Division of Oncology, Department of Medicine, Stanford University School of Medicine, Stanford, CA

Manali I. Patel, David Ramirez, Richy Agajanian, Hilda H. Agajanian, Tumaini Coker

Organizations

Division of Oncology, Department of Medicine, Stanford University School of Medicine, Stanford, CA, CareMore, Cerritos, CA, The Oncology Institute of Hope and Innovation, Downey, CA, The Oncology Institute, Los Angeles, CA, Seattle Children's, Seattle, WA

Research Funding

U.S. National Institutes of Health
U.S. National Institutes of Health.

Background: To improve value-based cancer care, we designed an intervention using lay health workers (LHWs) who we trained to assess patient's symptoms. LHWs referred patients to palliative care and/or behavioral health in response to positive assessments. We implemented the intervention in collaboration with a community oncology group and a Medicare Advantage payer for patients with all stages of cancer. At ASCO 2019 we demonstrated the associated reductions in patient-reported symptoms, acute care use, and total costs of care. This study evaluates the effect of the intervention on end-of-life cancer care, specifically healthcare use in the last month of life and total costs of care from diagnosis until death. Methods: We enrolled all newly diagnosed health plan beneficiaries with solid and hematologic malignancies from 11/2016 through 9/2018 and compared outcomes to all patients diagnosed with cancer in the year prior to the intervention (control arm). For all patients who died within 12-months follow-up, we compared risk of death using Cox Models and generalized linear regression to compare healthcare use in the last month of life, and total costs of care from diagnosis until death.

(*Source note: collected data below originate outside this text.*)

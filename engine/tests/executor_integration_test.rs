//! End-to-end executor runs over the full pipeline: rules planning, step
//! execution with templating, citation collection, and output synthesis.

use async_trait::async_trait;
use sdk::tool::Tool;
use sdk::types::{ToolError, ToolId, ToolInput};
use serde_json::{json, Value};
use std::sync::Arc;
use strand_engine::config::{EngineConfig, PlannerMode};
use strand_engine::executor::{MemorySink, StepStatus};
use strand_engine::job::JobRunner;
use strand_engine::quota::{InMemoryQuotaGate, UnlimitedQuotaGate};
use strand_engine::tools::ToolRegistry;

/// Search double returning fixed results.
struct FakeSearchTool;

#[async_trait]
impl Tool for FakeSearchTool {
    fn id(&self) -> ToolId {
        ToolId::WebSearch
    }

    async fn invoke(&self, _input: &ToolInput) -> Result<Value, ToolError> {
        Ok(json!({
            "results": [
                {"url": "https://rust-lang.org/async", "title": "Async Rust", "snippet": "s"},
                {"url": "https://tokio.rs", "title": "Tokio", "snippet": "s"}
            ]
        }))
    }
}

/// Page-text double that requires a real (non-placeholder) URL.
struct FakePageTextTool;

#[async_trait]
impl Tool for FakePageTextTool {
    fn id(&self) -> ToolId {
        ToolId::WebPageText
    }

    async fn invoke(&self, input: &ToolInput) -> Result<Value, ToolError> {
        let url = input.param_str("url")?;
        if url.starts_with("{{") {
            return Err(ToolError::InvalidParameter {
                name: "url".to_string(),
                reason: "unresolved placeholder".to_string(),
            });
        }
        Ok(json!({
            "url": url,
            "title": "Async Rust",
            "text": "Asynchronous programming in Rust is built around futures. \
                     The executor polls futures until they complete their work.",
            "truncated": false,
        }))
    }
}

fn registry_with_fakes() -> ToolRegistry {
    let mut registry = ToolRegistry::with_builtins();
    registry.register(Arc::new(FakeSearchTool));
    registry.register(Arc::new(FakePageTextTool));
    registry
}

fn config(max_steps: usize) -> EngineConfig {
    let mut config = EngineConfig::default();
    config.planner.mode = PlannerMode::Rules;
    config.planner.max_steps = max_steps;
    config
}

#[tokio::test]
async fn research_pipeline_threads_outputs_through_templates() {
    let sink = Arc::new(MemorySink::new());
    let runner = JobRunner::new(
        config(3),
        Arc::new(registry_with_fakes()),
        Arc::new(UnlimitedQuotaGate),
        sink.clone(),
        None,
    );

    let outcome = runner
        .run("search for rust async and summarize the result", "tenant-a")
        .await;

    assert!(outcome.result.success, "error: {:?}", outcome.result.error);
    assert_eq!(outcome.metadata.step_count, 3);

    let records = sink.latest_records();
    assert_eq!(records.len(), 3);
    assert!(records.iter().all(|r| r.status == StepStatus::Done));
    assert_eq!(records[0].tool, ToolId::WebSearch);
    assert_eq!(records[1].tool, ToolId::WebPageText);
    assert_eq!(records[2].tool, ToolId::WebSummarize);

    let payload: Value =
        serde_json::from_str(&outcome.result.final_output).expect("valid final payload");

    // One line per executed step
    let summary = payload.get("summary").and_then(|s| s.as_str()).expect("summary");
    assert_eq!(summary.lines().count(), 3);
    assert!(summary.contains("Found 2 search results"));
    assert!(summary.contains("Extracted text from 'Async Rust'"));

    // Search results and the fetched page are all cited, deduplicated
    let citations = payload.get("citations").and_then(|c| c.as_array()).expect("citations");
    let urls: Vec<&str> = citations
        .iter()
        .filter_map(|c| c.get("url").and_then(|u| u.as_str()))
        .collect();
    assert!(urls.contains(&"https://rust-lang.org/async"));
    assert!(urls.contains(&"https://tokio.rs"));
    let unique: std::collections::HashSet<&&str> = urls.iter().collect();
    assert_eq!(unique.len(), urls.len(), "citations must be deduplicated");
}

#[tokio::test]
async fn quota_exhaustion_mid_run_fails_with_step_number() {
    let sink = Arc::new(MemorySink::new());
    let runner = JobRunner::new(
        config(3),
        Arc::new(registry_with_fakes()),
        Arc::new(InMemoryQuotaGate::new(1)),
        sink.clone(),
        None,
    );

    let outcome = runner
        .run("search for rust async and summarize the result", "tenant-a")
        .await;

    assert!(!outcome.result.success);
    let error = outcome.result.error.expect("error message");
    assert!(error.starts_with("Step 2 failed: "), "got: {}", error);

    let records = sink.latest_records();
    assert_eq!(records[0].status, StepStatus::Done);
    assert_eq!(records[1].status, StepStatus::Pending);
    assert_eq!(records[2].status, StepStatus::Pending);
}

#[tokio::test]
async fn echo_only_run_produces_payload_without_citations() {
    let sink = Arc::new(MemorySink::new());
    let runner = JobRunner::new(
        config(3),
        Arc::new(ToolRegistry::with_builtins()),
        Arc::new(UnlimitedQuotaGate),
        sink.clone(),
        None,
    );

    let outcome = runner.run("echo hello world", "tenant-a").await;

    assert!(outcome.result.success);
    let payload: Value =
        serde_json::from_str(&outcome.result.final_output).expect("valid final payload");
    assert_eq!(payload.get("citations"), Some(&json!([])));
    assert!(payload
        .get("summary")
        .and_then(|s| s.as_str())
        .is_some_and(|s| s.starts_with("Echo result:")));
}

#[tokio::test]
async fn audit_trail_reaches_sink_in_order() {
    let sink = Arc::new(MemorySink::new());
    let runner = JobRunner::new(
        config(3),
        Arc::new(ToolRegistry::with_builtins()),
        Arc::new(UnlimitedQuotaGate),
        sink.clone(),
        None,
    );

    let outcome = runner.run("echo hello", "tenant-a").await;
    assert!(outcome.result.success);

    let (metadata, steps) = sink.plan().expect("plan recorded");
    assert_eq!(metadata.step_count, steps.len());

    // Snapshots arrive pending → running → done for the single step
    let snapshots = sink.snapshots();
    let statuses: Vec<StepStatus> = snapshots.iter().map(|s| s.status).collect();
    assert_eq!(
        statuses,
        vec![StepStatus::Pending, StepStatus::Running, StepStatus::Done]
    );

    // Step N reaches a terminal state before anything later is emitted
    assert!(snapshots
        .iter()
        .zip(snapshots.iter().skip(1))
        .all(|(a, b)| a.step_number <= b.step_number));
}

All models were adjusted for age, stage, comorbidities, diagnosis, and length of follow-up. Results: 180 patients in the intervention and 156 in the control died during the study. In both groups, the mean age was 80 years; 49% were non-Hispanic White, 40% Hispanic, 5% Asian/Pacific Islander, and 4% black. There were no differences in survival (HR 0.96, p = 0.6). Intervention patients as compared to the control had lower mean inpatient admissions (0.3 +/- 0.04 versus 0.5 +/- 0.07, p = 0.02) and emergency department visits per thousand members per year (0.11 +/- 0.02 versus 0.49 +/- 0.06, p < 0.001) in the last month of life, greater proportion of patients with hospice use (69% versus 48%, p < 0.001), lower proportion of patients with acute care facility deaths (37.5% versus 62.5%, p = 0.02) and lower median total healthcare costs from diagnosis until death ($24,902 versus $33,145, p = 0.02). Conclusions: An LHW intervention significantly improved the value of end-of-life cancer care and may be a solution to improve burdensome and costly care for patients.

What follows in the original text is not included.